Depois de inicialmente tentar refutar as críticas, a Intel mudou de curso e anunciou desculpas formais pelos problemas e a constituição de um fundo de US$ 420 milhões para custear o recolhimento dos chips defeituosos.
A empresa distribuiu chaveiros aos seus clientes contendo um pronunciamento de Grove sobre a questão que se tornou famoso: “Más empresas são destruídas por uma crise. Boas empresas sobrevivem a ela. Grandes empresas melhoram quando elas acontecem”.
São palavras que pesam sobre os ombros de Barton e seus colegas – da mesma forma que a pressão dos clientes da Intel em todo o mundo cuja sobrevivência depende de sua capacidade de criar produtos novos acionados pelos chips da companhia. O Nehalem está dirigido inicialmente a computadores de mesa, mas a companhia espera que mais tarde ele venha a ser usado em diversos outros equipamentos, como servidores e laptops.
“Nosso modelo de negócios depende agora de podermos afirmar aos clientes que eles terão uma nova funcionalidade disponível a partir de determinada data”, disse Barton. “Estamos sofrendo pressão de um novo tipo, no sentido de que não podemos mais demorar o quanto quisermos para apresentar um produto”.
A pressão por produtos bem sucedidos é especialmente intensa nos momentos de crise do setor de tecnologia. O presidente-executivo da Intel, Paul Otellini, disse no mês passado que a empresa estava encontrando “respostas contraditórias” de seus clientes quanto a futuros gastos.
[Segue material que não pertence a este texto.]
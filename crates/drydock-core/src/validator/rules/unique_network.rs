use super::or_success;
use crate::model::EntityKind;
use crate::orchestrator::SiteDesign;
use crate::validator::ValidationMessage;

pub const NAME: &str = "unique_network_check";

/// Each network rides one link, and no two networks share address space
pub fn unique_network_check(design: &SiteDesign) -> Vec<ValidationMessage> {
    let mut messages = Vec::new();

    for network in design.networks() {
        let carriers: Vec<&str> = design
            .network_links()
            .iter()
            .filter(|link| link.allowed_networks.contains(&network.name))
            .map(|link| link.name.as_str())
            .collect();

        if let [first, rest @ ..] = carriers.as_slice() {
            for other in rest {
                messages.push(ValidationMessage::error(
                    format!(
                        "Unique Network Error: Allowed network {} duplicated on NetworkLink {} and NetworkLink {}",
                        network.name, first, other
                    ),
                    EntityKind::Network,
                    &network.name,
                ));
            }
        }
    }

    let networks = design.networks();
    for (pos, network) in networks.iter().enumerate() {
        for other in &networks[pos + 1..] {
            if network.cidr.overlaps(&other.cidr) {
                messages.push(ValidationMessage::error(
                    format!(
                        "Unique Network Error: Network {} ({}) overlaps Network {} ({})",
                        network.name, network.cidr, other.name, other.cidr
                    ),
                    EntityKind::Network,
                    &other.name,
                ));
            }
        }
    }

    or_success(messages, "Unique Network")
}
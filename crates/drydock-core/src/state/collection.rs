use crate::model::Named;
use std::collections::HashMap;

/// Name-keyed entities kept in first-declaration order
#[derive(Debug, Clone)]
pub(crate) struct Collection<T> {
    items: Vec<T>,
    index: HashMap<String, usize>,
}

impl<T> Default for Collection<T> {
    fn default() -> Self {
        Self {
            items: Vec::new(),
            index: HashMap::new(),
        }
    }
}

impl<T: Named> Collection<T> {
    /// Insert or replace by name; a replaced entity keeps its position
    pub(crate) fn upsert(&mut self, item: T) -> Option<T> {
        match self.index.get(item.name()) {
            Some(&pos) => Some(std::mem::replace(&mut self.items[pos], item)),
            None => {
                self.index.insert(item.name().to_string(), self.items.len());
                self.items.push(item);
                None
            }
        }
    }

    pub(crate) fn get(&self, name: &str) -> Option<&T> {
        self.index.get(name).map(|&pos| &self.items[pos])
    }

    pub(crate) fn contains(&self, name: &str) -> bool {
        self.index.contains_key(name)
    }

    pub(crate) fn len(&self) -> usize {
        self.items.len()
    }

    pub(crate) fn iter(&self) -> std::slice::Iter<'_, T> {
        self.items.iter()
    }
}
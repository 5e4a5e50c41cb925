// # Ingester Plugin Trait
//
// Defines the interface for converting a source-specific document into typed
// design entities.
//
// ## Implementations
//
// - YAML (`drydock/v1` documents): `drydock-ingester-yaml` crate
// - Future: Deckhand-rendered documents, inventory databases
//
// ## Usage
//
// ```rust,ignore
// use drydock_core::traits::{IngesterPlugin, IngestParams};
//
// #[tokio::main]
// async fn main() -> anyhow::Result<()> {
//     let plugin = /* IngesterPlugin implementation */;
//
//     let params = IngestParams::from_content(std::fs::read_to_string("site.yaml")?);
//     for entity in plugin.ingest(&params).await? {
//         println!("{:?} {}", entity.kind(), entity.name());
//     }
//
//     Ok(())
// }
// ```

use crate::model::DesignEntity;
use async_trait::async_trait;
use std::collections::HashMap;
use std::path::PathBuf;

/// Source-specific parameters handed to a plugin
///
/// Plugins read whichever fields they understand. The orchestrator fills in
/// `design_ref` and `content`; direct callers may pass `filenames` instead.
#[derive(Debug, Clone, Default)]
pub struct IngestParams {
    /// The design reference the content was fetched from
    pub design_ref: Option<String>,

    /// Raw document text
    pub content: Option<String>,

    /// Files to read when no content is supplied
    pub filenames: Vec<PathBuf>,

    /// Plugin-specific options
    pub options: HashMap<String, serde_json::Value>,
}

impl IngestParams {
    /// Create parameters carrying document text
    pub fn from_content(content: impl Into<String>) -> Self {
        Self {
            content: Some(content.into()),
            ..Default::default()
        }
    }

    /// Create parameters naming files to read
    pub fn from_files<I, P>(filenames: I) -> Self
    where
        I: IntoIterator<Item = P>,
        P: Into<PathBuf>,
    {
        Self {
            filenames: filenames.into_iter().map(Into::into).collect(),
            ..Default::default()
        }
    }

    /// Record the design reference
    pub fn with_design_ref(mut self, design_ref: impl Into<String>) -> Self {
        self.design_ref = Some(design_ref.into());
        self
    }

    /// Set a plugin-specific option
    pub fn with_option(mut self, key: impl Into<String>, value: serde_json::Value) -> Self {
        self.options.insert(key.into(), value);
        self
    }
}

/// Trait for ingestion plugins
///
/// A plugin has exactly two jobs: report a stable, unique name and turn its
/// parameters into entities.
///
/// # Trust Level: Untrusted
///
/// ## Allowed Capabilities
/// - ✅ Read the documents named by its parameters
/// - ✅ Parse source-specific formats
/// - ✅ Emit `DesignEntity::Unrecognized` for documents it can't type
///
/// ## Forbidden Capabilities
/// - ❌ Touch the design state (owned by `Ingester`)
/// - ❌ Resolve references or inheritance (owned by the orchestrator)
/// - ❌ Validate design rules (owned by `Validator`)
/// - ❌ Keep state between calls
#[async_trait]
pub trait IngesterPlugin: Send + Sync {
    /// Unique, stable plugin name used for registration and lookup
    fn name(&self) -> &str;

    /// Produce design entities from the given parameters
    ///
    /// # Returns
    ///
    /// - `Ok(Vec<DesignEntity>)`: Entities in document order
    /// - `Err(Error)`: Unreadable or malformed source
    async fn ingest(&self, params: &IngestParams) -> Result<Vec<DesignEntity>, crate::Error>;
}

/// Zero-argument constructor for an ingestion plugin
pub trait IngesterPluginFactory: Send + Sync {
    /// Create a plugin instance
    fn create(&self) -> Result<Box<dyn IngesterPlugin>, crate::Error>;

    /// Human-readable factory label for logging
    fn describe(&self) -> &str {
        std::any::type_name::<Self>()
    }
}

impl<F> IngesterPluginFactory for F
where
    F: Fn() -> Result<Box<dyn IngesterPlugin>, crate::Error> + Send + Sync,
{
    fn create(&self) -> Result<Box<dyn IngesterPlugin>, crate::Error> {
        self()
    }
}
As ações da Intel caíram em 7,7% na sexta-feira, para US$ 13,32, sua mais baixa cotação em seis anos, acompanhando a queda mais ampla das bolsas.
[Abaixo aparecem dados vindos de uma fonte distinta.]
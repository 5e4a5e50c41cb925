// # File Design Source
//
// Reads design documents from the local filesystem for `file://` references.

use async_trait::async_trait;
use tokio::fs;
use url::Url;

use crate::traits::DesignSource;
use crate::Error;

/// Local-file design source
///
/// # Example
///
/// ```rust,no_run
/// use drydock_core::source::FileSource;
/// use drydock_core::traits::DesignSource;
///
/// #[tokio::main]
/// async fn main() -> Result<(), Box<dyn std::error::Error>> {
///     let source = FileSource::new();
///     let url = url::Url::parse("file:///etc/drydock/site.yaml")?;
///     let text = source.fetch(&url).await?;
///     println!("{} bytes", text.len());
///     Ok(())
/// }
/// ```
#[derive(Debug, Clone, Copy, Default)]
pub struct FileSource;

impl FileSource {
    pub fn new() -> Self {
        Self
    }
}

#[async_trait]
impl DesignSource for FileSource {
    fn scheme(&self) -> &str {
        "file"
    }

    async fn fetch(&self, design_ref: &Url) -> Result<String, Error> {
        let path = design_ref.to_file_path().map_err(|_| {
            Error::invalid_argument(format!("Design reference {} is not a local file path", design_ref))
        })?;

        tracing::debug!("Reading design document {}", path.display());

        fs::read_to_string(&path).await.map_err(|e| {
            Error::processing(format!("Failed to read design document {}: {}", path.display(), e))
        })
    }
}

#[cfg(test)]
mod tests {
    use super::*;
    use std::io::Write;

    #[tokio::test]
    async fn test_file_source_reads_document() {
        let mut file = tempfile::NamedTempFile::new().unwrap();
        write!(file, "---\nkind: Region\n").unwrap();

        let url = Url::from_file_path(file.path()).unwrap();
        let text = FileSource::new().fetch(&url).await.unwrap();
        assert!(text.contains("Region"));
    }

    #[test]
    fn test_missing_file_is_processing_error() {
        let dir = tempfile::tempdir().unwrap();
        let url = Url::from_file_path(dir.path().join("absent.yaml")).unwrap();

        let err = tokio_test::block_on(FileSource::new().fetch(&url)).unwrap_err();
        assert!(err.is_processing());
    }
}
Com o Nehalem, os projetistas da Intel tomaram a geração anterior de chips da empresa e acrescentaram diversos novos recursos, cada um dos quais eleva a complexidade e desperta a possibilidade de interações imprevisíveis.
“Agora estamos chegando à complexidade sistêmica”, disse Aart de Geus, presidente-executivo da Synopsys, uma empresa que desenvolve software de programação de chips. “Coisas que vinham de diferentes ângulos e costumavam ser independentes no passado hoje se tornaram interdependentes”.
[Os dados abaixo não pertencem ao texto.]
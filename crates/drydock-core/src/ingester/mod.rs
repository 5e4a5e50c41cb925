//! Plugin-based ingester
//!
//! The ingester keeps a registry of ingestion plugins keyed by the name each
//! plugin reports, and routes the entities a plugin produces into a
//! [`DesignState`].
//!
//! ## Usage
//!
//! ```rust,ignore
//! use drydock_core::{Ingester, DesignState};
//! use drydock_core::traits::IngestParams;
//!
//! let ingester = Ingester::new();
//! ingester.enable_plugins(vec![Box::new(YamlPluginFactory)])?;
//!
//! let mut state = DesignState::new();
//! ingester
//!     .ingest_data("yaml", Some(&mut state), &IngestParams::from_content(text))
//!     .await?;
//! ```
//!
//! ## Fault isolation
//!
//! One bad plugin never blocks the others: a factory that fails to construct,
//! or a plugin reporting a name already taken, is logged and skipped.
//! `enable_plugins` fails only when no plugin at all is registered.

use crate::config::{IngesterConfig, UnrecognizedPolicy};
use crate::error::{Error, Result};
use crate::model::{DesignEntity, EntityKind};
use crate::state::DesignState;
use crate::traits::{IngestParams, IngesterPlugin, IngesterPluginFactory};
use std::collections::{BTreeMap, HashMap};
use std::sync::{Arc, PoisonError, RwLock};
use tracing::{Instrument, Span, debug, error, info, warn};

/// What one `ingest_data` call did to the design state
#[derive(Debug, Clone, Default, PartialEq, Eq)]
pub struct IngestSummary {
    /// Plugin that produced the entities
    pub plugin: String,

    /// Entities routed into the state, per kind
    pub accepted: BTreeMap<EntityKind, usize>,

    /// How many of the accepted entities replaced an existing identity
    pub replaced: usize,

    /// Unrecognized entities dropped under the configured policy
    pub dropped: usize,
}

impl IngestSummary {
    fn new(plugin: &str) -> Self {
        Self {
            plugin: plugin.to_string(),
            ..Default::default()
        }
    }

    /// Total entities routed into the state
    pub fn total(&self) -> usize {
        self.accepted.values().sum()
    }

    fn record(&mut self, kind: EntityKind, replaced: bool) {
        *self.accepted.entry(kind).or_insert(0) += 1;
        if replaced {
            self.replaced += 1;
        }
    }
}

/// Ingestion plugin registry and entity router
///
/// ## Thread Safety
///
/// The registry uses interior mutability with RwLock, allowing concurrent
/// ingestion and serialized registration. Accumulation into a design state
/// is serialized by the `&mut DesignState` borrow.
pub struct Ingester {
    /// Registered plugins by name
    plugins: RwLock<HashMap<String, Arc<dyn IngesterPlugin>>>,

    /// Handling of entities outside the known kinds
    unrecognized: UnrecognizedPolicy,

    /// Observability context for everything this ingester logs
    span: Span,
}

impl Default for Ingester {
    fn default() -> Self {
        Self::new()
    }
}

impl Ingester {
    /// Create an ingester with no plugins and the default policy
    pub fn new() -> Self {
        Self::with_config(&IngesterConfig::default())
    }

    /// Create an ingester from configuration
    pub fn with_config(config: &IngesterConfig) -> Self {
        Self {
            plugins: RwLock::new(HashMap::new()),
            unrecognized: config.unrecognized,
            span: tracing::info_span!("ingester"),
        }
    }

    /// Record under the given span instead of a fresh `ingester` span
    pub fn with_span(mut self, span: Span) -> Self {
        self.span = span;
        self
    }

    /// The configured policy for unrecognized entities
    pub fn unrecognized_policy(&self) -> UnrecognizedPolicy {
        self.unrecognized
    }

    /// Instantiate and register plugins
    ///
    /// Each factory is asked for a plugin, and the plugin for its name.
    /// Construction failures and duplicate names are logged and skipped.
    ///
    /// # Parameters
    ///
    /// - `factories`: Plugin factories; must not be empty
    ///
    /// # Returns
    ///
    /// - `Ok(Vec<String>)`: Names registered by this call
    /// - `Err(Error::Config)`: Empty factory list, or no plugin registered at all
    pub fn enable_plugins(&self, factories: Vec<Box<dyn IngesterPluginFactory>>) -> Result<Vec<String>> {
        let _entered = self.span.enter();

        if factories.is_empty() {
            error!("Cannot have an empty plugin list");
            return Err(Error::config("Cannot have an empty plugin list"));
        }

        let mut enabled = Vec::new();
        let mut plugins = self.plugins.write().unwrap_or_else(PoisonError::into_inner);

        for factory in &factories {
            let plugin = match factory.create() {
                Ok(plugin) => plugin,
                Err(e) => {
                    error!("Could not enable plugin {}: {}", factory.describe(), e);
                    continue;
                }
            };

            let name = plugin.name().to_string();
            if name.is_empty() {
                error!("Could not enable plugin {}: empty plugin name", factory.describe());
                continue;
            }
            if plugins.contains_key(&name) {
                warn!("Could not enable plugin {}: name '{}' already registered", factory.describe(), name);
                continue;
            }

            debug!("Enabled ingester plugin {}", name);
            plugins.insert(name.clone(), Arc::from(plugin));
            enabled.push(name);
        }

        if plugins.is_empty() {
            error!("Could not enable at least one plugin");
            return Err(Error::config("Could not enable at least one plugin"));
        }

        info!("Enabled {} of {} ingester plugin(s)", enabled.len(), factories.len());
        Ok(enabled)
    }

    /// Run a plugin and route its entities into a design state
    ///
    /// # Parameters
    ///
    /// - `plugin_name`: Registered plugin to use
    /// - `design_state`: Accumulator to populate; `None` is rejected
    /// - `params`: Passed through to the plugin untouched
    ///
    /// # Returns
    ///
    /// - `Ok(IngestSummary)`: What was added, replaced and dropped
    /// - `Err(Error::InvalidArgument)`: No design state given
    /// - `Err(Error::Lookup)`: Plugin not registered
    /// - `Err(Error::Processing)`: Unrecognized entity under the `reject` policy
    /// - `Err(Error)`: Whatever the plugin reports
    pub async fn ingest_data(
        &self,
        plugin_name: &str,
        design_state: Option<&mut DesignState>,
        params: &IngestParams,
    ) -> Result<IngestSummary> {
        let span = self.span.clone();
        async move {
            let Some(state) = design_state else {
                error!("ingest_data called without valid DesignState handler");
                return Err(Error::invalid_argument("ingest_data called without a valid design state"));
            };

            let plugin = self.plugin(plugin_name).ok_or_else(|| {
                error!("Could not find plugin {} to ingest data", plugin_name);
                Error::lookup(format!("Could not find plugin {}", plugin_name))
            })?;

            let entities = plugin.ingest(params).await?;
            debug!("Plugin {} produced {} entities", plugin_name, entities.len());

            self.route(plugin_name, entities, state)
        }
        .instrument(span)
        .await
    }

    fn route(
        &self,
        plugin_name: &str,
        entities: Vec<DesignEntity>,
        state: &mut DesignState,
    ) -> Result<IngestSummary> {
        // Reject up front so a refused batch leaves the state untouched
        if self.unrecognized == UnrecognizedPolicy::Reject {
            if let Some(DesignEntity::Unrecognized { kind, name }) =
                entities.iter().find(|e| e.kind().is_none())
            {
                error!("Plugin {} produced unrecognized entity {} '{}'", plugin_name, kind, name);
                return Err(Error::processing(format!(
                    "Unrecognized entity kind '{}' for '{}' from plugin {}",
                    kind, name, plugin_name
                )));
            }
        }

        let mut summary = IngestSummary::new(plugin_name);

        for entity in entities {
            match entity {
                DesignEntity::Site(site) => {
                    let replaced = state.add_site(site).is_some();
                    summary.record(EntityKind::Site, replaced);
                }
                DesignEntity::Network(network) => {
                    let replaced = state.add_network(network).is_some();
                    summary.record(EntityKind::Network, replaced);
                }
                DesignEntity::NetworkLink(link) => {
                    let replaced = state.add_network_link(link).is_some();
                    summary.record(EntityKind::NetworkLink, replaced);
                }
                DesignEntity::HostProfile(profile) => {
                    let replaced = state.add_host_profile(profile).is_some();
                    summary.record(EntityKind::HostProfile, replaced);
                }
                DesignEntity::HardwareProfile(profile) => {
                    let replaced = state.add_hardware_profile(profile).is_some();
                    summary.record(EntityKind::HardwareProfile, replaced);
                }
                DesignEntity::BaremetalNode(node) => {
                    let replaced = state.add_baremetal_node(node).is_some();
                    summary.record(EntityKind::BaremetalNode, replaced);
                }
                DesignEntity::Unrecognized { kind, name } => {
                    match self.unrecognized {
                        UnrecognizedPolicy::Warn => {
                            warn!("Dropping unrecognized entity {} '{}' from plugin {}", kind, name, plugin_name)
                        }
                        _ => debug!("Dropping unrecognized entity {} '{}' from plugin {}", kind, name, plugin_name),
                    }
                    summary.dropped += 1;
                }
            }
        }

        Ok(summary)
    }

    fn plugin(&self, name: &str) -> Option<Arc<dyn IngesterPlugin>> {
        let plugins = self.plugins.read().unwrap_or_else(PoisonError::into_inner);
        plugins.get(name).cloned()
    }

    /// List all registered plugin names, sorted
    pub fn plugin_names(&self) -> Vec<String> {
        let plugins = self.plugins.read().unwrap_or_else(PoisonError::into_inner);
        let mut names: Vec<String> = plugins.keys().cloned().collect();
        names.sort();
        names
    }

    /// Check if a plugin is registered
    pub fn has_plugin(&self, name: &str) -> bool {
        let plugins = self.plugins.read().unwrap_or_else(PoisonError::into_inner);
        plugins.contains_key(name)
    }
}

#[cfg(test)]
mod tests {
    use super::*;
    use crate::model::{Network, NetworkLink, Site};
    use async_trait::async_trait;

    struct CannedPlugin {
        name: &'static str,
        entities: Vec<DesignEntity>,
    }

    #[async_trait]
    impl IngesterPlugin for CannedPlugin {
        fn name(&self) -> &str {
            self.name
        }

        async fn ingest(&self, _params: &IngestParams) -> Result<Vec<DesignEntity>> {
            Ok(self.entities.clone())
        }
    }

    fn canned(name: &'static str, entities: Vec<DesignEntity>) -> Box<dyn IngesterPluginFactory> {
        Box::new(move || -> Result<Box<dyn IngesterPlugin>> {
            Ok(Box::new(CannedPlugin {
                name,
                entities: entities.clone(),
            }))
        })
    }

    fn network(name: &str, mtu: u32) -> Network {
        Network::new(name, "10.0.0.0/24".parse().unwrap()).with_mtu(mtu)
    }

    #[tokio::test]
    async fn test_merge_by_identity_keeps_second() {
        let ingester = Ingester::new();
        ingester
            .enable_plugins(vec![
                canned("first", vec![network("mgmt", 1500).into()]),
                canned("second", vec![network("mgmt", 9000).into()]),
            ])
            .unwrap();

        let mut state = DesignState::new();
        let params = IngestParams::default();

        let first = ingester.ingest_data("first", Some(&mut state), &params).await.unwrap();
        let second = ingester.ingest_data("second", Some(&mut state), &params).await.unwrap();

        assert_eq!(first.replaced, 0);
        assert_eq!(second.replaced, 1);
        assert_eq!(state.count(EntityKind::Network), 1);
        assert_eq!(state.networks().get("mgmt"), Some(&network("mgmt", 9000)));
    }

    #[tokio::test]
    async fn test_routes_every_kind() {
        let ingester = Ingester::new();
        ingester
            .enable_plugins(vec![canned(
                "mixed",
                vec![
                    Site::new("site").into(),
                    network("mgmt", 1500).into(),
                    NetworkLink::new("gp").allowing("mgmt").into(),
                ],
            )])
            .unwrap();

        let mut state = DesignState::new();
        let summary = ingester
            .ingest_data("mixed", Some(&mut state), &IngestParams::default())
            .await
            .unwrap();

        assert_eq!(summary.total(), 3);
        assert_eq!(summary.accepted.get(&EntityKind::Site), Some(&1));
        assert!(state.contains(EntityKind::NetworkLink, "gp"));
    }

    #[tokio::test]
    async fn test_unrecognized_warn_drops() {
        let ingester = Ingester::new();
        ingester
            .enable_plugins(vec![canned(
                "odd",
                vec![
                    DesignEntity::Unrecognized {
                        kind: "Rack".into(),
                        name: "r1".into(),
                    },
                    network("mgmt", 1500).into(),
                ],
            )])
            .unwrap();

        let mut state = DesignState::new();
        let summary = ingester
            .ingest_data("odd", Some(&mut state), &IngestParams::default())
            .await
            .unwrap();

        assert_eq!(summary.dropped, 1);
        assert_eq!(state.len(), 1);
    }

    #[tokio::test]
    async fn test_unrecognized_reject_leaves_state_untouched() {
        let ingester = Ingester::with_config(&IngesterConfig {
            unrecognized: UnrecognizedPolicy::Reject,
        });
        ingester
            .enable_plugins(vec![canned(
                "odd",
                vec![
                    network("mgmt", 1500).into(),
                    DesignEntity::Unrecognized {
                        kind: "Rack".into(),
                        name: "r1".into(),
                    },
                ],
            )])
            .unwrap();

        let mut state = DesignState::new();
        let err = ingester
            .ingest_data("odd", Some(&mut state), &IngestParams::default())
            .await
            .unwrap_err();

        assert!(err.is_processing());
        assert!(state.is_empty());
    }

    #[test]
    fn test_plugin_names_sorted() {
        let ingester = Ingester::new();
        ingester
            .enable_plugins(vec![canned("zeta", vec![]), canned("alpha", vec![])])
            .unwrap();

        assert_eq!(ingester.plugin_names(), vec!["alpha".to_string(), "zeta".to_string()]);
        assert!(ingester.has_plugin("zeta"));
    }
}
Tentar definir a complexidade do que Barton e sua equipe enfrentam é um desafio por si só. Por exemplo, no final dos anos 70, os chips que estavam sendo projetados envolviam diagramas tão complicados quanto o mapa das ruas de uma grande cidade.
Mas o avanço do Intel 8088, que acionou o primeiro IBM PC há 27 anos, para o Nehalem é um salto de um total de 29 mil para 731 milhões de transistores, em um chip mais ou menos do mesmo tamanho.
Barton compara os dois mencionando à cidade de Ithaca, em Nova York, ao continente europeu. “Ithaca é uma cidade complexa, se você pensar em tudo que acontece por lá”, diz. “Mas aumente sua população para 730 milhões de habitantes, mais ou menos a da Europa. E depois tente encaixar todos esses habitantes em um território igual do Ithaca”.